**Work required:** Filter the entries below down to the lines that hold "Result".

**Supplied data:**
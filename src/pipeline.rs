//! Fitted preprocessing plus a fitted estimator, used as one unit.

use ndarray::{Array1, Array2};
use thiserror::Error;

use crate::features::FeatureFrame;
use crate::model::{Candidate, FittedCandidate, FittedRegressor, ModelError};
use crate::preprocessing::{
    FeatureTransformer, FittedFeatureTransformer, FittedTransformer, PreprocessingError,
    Transformer,
};

#[derive(Error, Debug)]
pub enum PipelineError {
    #[error(transparent)]
    Preprocessing(#[from] PreprocessingError),

    #[error(transparent)]
    Model(#[from] ModelError),
}

/// A trained price pipeline. Refitting builds a new value; nothing here is
/// updated in place.
#[derive(Clone, Debug)]
pub struct PricePipeline {
    name: &'static str,
    transformer: FittedFeatureTransformer,
    model: FittedCandidate,
}

impl PricePipeline {
    /// Fit the preprocessing on `frame`, then the candidate on the
    /// transformed matrix.
    pub fn fit(
        candidate: &Candidate,
        frame: &FeatureFrame,
        targets: &Array1<f64>,
    ) -> Result<Self, PipelineError> {
        let transformer = FeatureTransformer::new().fit(frame)?;
        let x = transformer.transform(frame)?;
        let model = candidate.fit(&x, targets)?;
        Ok(Self {
            name: candidate.name(),
            transformer,
            model,
        })
    }

    pub fn name(&self) -> &'static str {
        self.name
    }

    /// Transform `frame` with the frozen preprocessing.
    pub fn features(&self, frame: &FeatureFrame) -> Result<Array2<f64>, PipelineError> {
        Ok(self.transformer.transform(frame)?)
    }

    /// Raw model output, one value per row.
    pub fn predict(&self, frame: &FeatureFrame) -> Result<Array1<f64>, PipelineError> {
        let x = self.features(frame)?;
        Ok(self.model.predict(&x)?)
    }

    pub fn model(&self) -> &FittedCandidate {
        &self.model
    }

    pub fn transformer(&self) -> &FittedFeatureTransformer {
        &self.transformer
    }
}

**Your response:**
    ) -> Result<Self, PipelineError> {
    pub fn features(&self, frame: &FeatureFrame) -> Result<Array2<f64>, PipelineError> {
    pub fn predict(&self, frame: &FeatureFrame) -> Result<Array1<f64>, PipelineError> {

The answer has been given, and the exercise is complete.